Dr Qasim Rasool Ilyas, member of the All India Muslim Personal Law Board, says that many Muslims who are not aware or educated, believe that vaccines will make them infertile. “This is a rumour which has gained such strong ground within the community that people are scared to get their children vaccinated. But leaders and elders of the community should come forward to clear their misconception.” Terming this a result of ignorance, he adds, “There is no religious connection. How can God tell you not to take a medicine or injection?”

There is definitely a trust deficit. “People from the Muslim community mistrust the vaccination system,” says Dr Abhishek Srivastava. “Many still think that these vaccines can make their children infertile. When we are out in the field to administer vaccines, we also come across people who avoid these vaccines because lack of awareness makes them scared of the after affects as sometimes after vaccination, children might experience mild fever, vomiting or weakness.” WHO estimates also suggest that diphtheria cases have a higher occurrence among Muslims. Last year, children in a Muslim majority district of Kerala — Malappuram — had to face the repercussions of the anti-vaccine mindset (there was also a shortage of the antitoxin here).
On the other hand, Dr KP Sanghvi, says, “All my Muslim patients get vaccinated. I think more than being about a community, it is about the spread of misinformation, facilitated by illiteracy. That misinformation can be prevalent in any community. Once I had a case of a family that believed in homeopathy to the extent that they did not get their child vaccinated and the child ended up being afflicted with measles. So, I feel that alternative medicine is also spreading misinformation.”

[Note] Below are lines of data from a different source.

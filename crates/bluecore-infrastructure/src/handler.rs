//! Single-threaded execution contexts
//!
//! Every started module owns one handler: a FIFO work queue drained by a
//! dedicated OS thread. Tasks posted to the same handler never overlap, which
//! gives each module single-writer semantics without locks of its own.
//!
//! ```text
//!  Handler (clone) ──post──┐
//!  Handler (clone) ──call──┼──► mpsc queue ──► worker thread ──► task()
//!  HandlerThread ─shutdown─┘                      (one at a time)
//! ```
//!
//! The registry holds the [`HandlerThread`]; modules and facades only get
//! [`Handler`] clones. Once the thread has shut down every clone reports
//! [`Error::HandlerStopped`].

use bluecore_domain::error::{Error, Result};
use std::any::Any;
use std::fmt;
use std::panic::{AssertUnwindSafe, catch_unwind};
use std::sync::Arc;
use std::sync::atomic::{AtomicU64, Ordering};
use std::thread::JoinHandle;
use tokio::sync::{mpsc, oneshot};
use tracing::{debug, error, trace, warn};

type Task = Box<dyn FnOnce() + Send + 'static>;

enum Message {
    Run(Task),
    Shutdown(oneshot::Sender<()>),
}

/// Posting side of a module's execution context
///
/// Cheap to clone. Clones share the queue and the counters.
#[derive(Clone)]
pub struct Handler {
    name: Arc<str>,
    queue: mpsc::UnboundedSender<Message>,
    executed: Arc<AtomicU64>,
}

impl Handler {
    /// Handler name (also the worker thread name)
    pub fn name(&self) -> &str {
        &self.name
    }

    /// Whether the worker still accepts tasks
    pub fn is_running(&self) -> bool {
        !self.queue.is_closed()
    }

    /// Number of tasks the worker has taken off the queue
    pub fn executed_tasks(&self) -> u64 {
        self.executed.load(Ordering::Acquire)
    }

    /// Queue `task` behind everything already posted
    pub fn post<F>(&self, task: F) -> Result<()>
    where
        F: FnOnce() + Send + 'static,
    {
        self.queue
            .send(Message::Run(Box::new(task)))
            .map_err(|_| Error::handler_stopped(self.name()))
    }

    /// Run `task` on the worker and wait for its result
    ///
    /// Must not be awaited from a task running on this same handler: the
    /// worker would wait on itself.
    pub async fn call<F, R>(&self, task: F) -> Result<R>
    where
        F: FnOnce() -> R + Send + 'static,
        R: Send + 'static,
    {
        let (reply, result) = oneshot::channel();
        self.post(move || {
            // Receiver gone means the caller stopped waiting
            let _ = reply.send(task());
        })?;
        result.await.map_err(|_| {
            Error::internal(format!(
                "task on handler {} panicked or was dropped",
                self.name
            ))
        })
    }
}

impl fmt::Debug for Handler {
    fn fmt(&self, f: &mut fmt::Formatter<'_>) -> fmt::Result {
        f.debug_struct("Handler")
            .field("name", &self.name)
            .field("running", &self.is_running())
            .field("executed", &self.executed_tasks())
            .finish()
    }
}

/// Owning side of a handler: the dedicated worker thread
///
/// Dropping a `HandlerThread` without calling [`shutdown`](Self::shutdown)
/// still stops the worker once the queued tasks have run, but nobody waits
/// for it.
pub struct HandlerThread {
    handler: Handler,
    worker: Option<JoinHandle<()>>,
}

impl HandlerThread {
    /// Spawn a named worker thread and its queue
    pub fn spawn<S: Into<String>>(name: S) -> Result<Self> {
        let name: Arc<str> = Arc::from(name.into());
        let (queue, inbox) = mpsc::unbounded_channel();
        let executed = Arc::new(AtomicU64::new(0));

        let worker = std::thread::Builder::new()
            .name(name.to_string())
            .spawn({
                let name = Arc::clone(&name);
                let executed = Arc::clone(&executed);
                move || run_worker(&name, inbox, &executed)
            })
            .map_err(|e| Error::io_with_source(format!("Failed to spawn handler {name}"), e))?;

        debug!(handler = %name, "Handler thread spawned");
        Ok(Self {
            handler: Handler {
                name,
                queue,
                executed,
            },
            worker: Some(worker),
        })
    }

    /// A posting handle bound to this worker
    pub fn handler(&self) -> Handler {
        self.handler.clone()
    }

    /// Run every task queued so far, then stop the worker and join it
    ///
    /// Tasks posted after the shutdown request are discarded.
    pub async fn shutdown(mut self) -> Result<()> {
        let name = self.handler.name.to_string();
        let (ack, done) = oneshot::channel();
        if self.handler.queue.send(Message::Shutdown(ack)).is_ok() {
            // Worker drops the sender only if it dies mid-drain
            if done.await.is_err() {
                warn!(handler = %name, "Handler exited before acknowledging shutdown");
            }
        }

        if let Some(worker) = self.worker.take() {
            tokio::task::spawn_blocking(move || worker.join())
                .await
                .map_err(|e| Error::internal(format!("Failed to join handler {name}: {e}")))?
                .map_err(|panic| {
                    Error::internal(format!(
                        "Handler {name} worker panicked: {}",
                        panic_message(panic.as_ref())
                    ))
                })?;
        }
        debug!(handler = %name, "Handler thread stopped");
        Ok(())
    }
}

impl Drop for HandlerThread {
    fn drop(&mut self) {
        if self.worker.is_some() {
            let (ack, _) = oneshot::channel();
            // Detach: the worker exits on its own after draining
            let _ = self.handler.queue.send(Message::Shutdown(ack));
        }
    }
}

impl fmt::Debug for HandlerThread {
    fn fmt(&self, f: &mut fmt::Formatter<'_>) -> fmt::Result {
        f.debug_struct("HandlerThread")
            .field("handler", &self.handler)
            .field("joined", &self.worker.is_none())
            .finish()
    }
}

fn run_worker(name: &str, mut inbox: mpsc::UnboundedReceiver<Message>, executed: &AtomicU64) {
    trace!(handler = %name, "Handler worker running");
    while let Some(message) = inbox.blocking_recv() {
        match message {
            Message::Run(task) => {
                // Counted before running so a `call` reply never overtakes it
                executed.fetch_add(1, Ordering::AcqRel);
                if let Err(panic) = catch_unwind(AssertUnwindSafe(task)) {
                    error!(
                        handler = %name,
                        panic = %panic_message(panic.as_ref()),
                        "Handler task panicked"
                    );
                }
            }
            Message::Shutdown(ack) => {
                inbox.close();
                let _ = ack.send(());
                break;
            }
        }
    }
    trace!(handler = %name, "Handler worker exiting");
}

fn panic_message(panic: &(dyn Any + Send)) -> String {
    if let Some(s) = panic.downcast_ref::<&str>() {
        (*s).to_string()
    } else if let Some(s) = panic.downcast_ref::<String>() {
        s.clone()
    } else {
        "unknown panic payload".to_string()
    }
}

Dr Singh also says, “More than being about a religious community, it is about its backwardness in certain areas. They are not aware. Many often get confused, they don’t even know how many vaccines are to be given and the dosage, which is why they end up having incomplete dosage.”

Supply snags

“What is the use of all this medical advancement if children are dying because a medicine could not be provided in time?” Abdul, whose son died at the Maharishi Valmiki Hospital, questions furiously. He blames the hospital and authorities for the unavailability of antitoxin, which could have saved his son’s life.

Several patients at the hospital cited the unavailability of the diphtheria antitoxin (used to treat diphtheria) as the cause of death. Nadeem’s six-year-old daughter, Rukhsar, was given the serum after he managed to procure it from a private shop. “I had to go from one place to another, looking for the anti-toxin that the doctors asked me to get, since they did not have it then,” he says.

Last year too, around 550 children suffering from diphtheria were admitted to the Maharishi hospital. Medical Superintendent of the hospital, Sunil Kumar Gupta, who has now been suspended, had said that the hospital did not have this serum since November last year. He claimed that he was in touch with the administration of the Central Research Institute (CRI) in Kasauli, which specialises in manufacturing anti-diphtheria serum (same as the anti-toxin), but the serum could not be provided because their lab was closed for some upgradation. Contrary to these claims, the director of CRI said that 50 vials of the antitoxin were kept ready for 15 days but no one came to collect it.

According to the hospital authorities, most of the patients came to the hospital after the condition of their child deteriorated, making the chances of survival low even after giving the serum. Dr Singh too says, “The disease is treatable if detected early, otherwise the antibiotics do not work. At advanced stages, very little reversal can be done.”

In response to the situation, the Union Health ministry said that the serum has been provided to the hospital and UP government has been asked to take preventive measures. North Delhi Mayor Adesh Gupta has asked for a probe into the alleged “callousness of the hospital authorities”.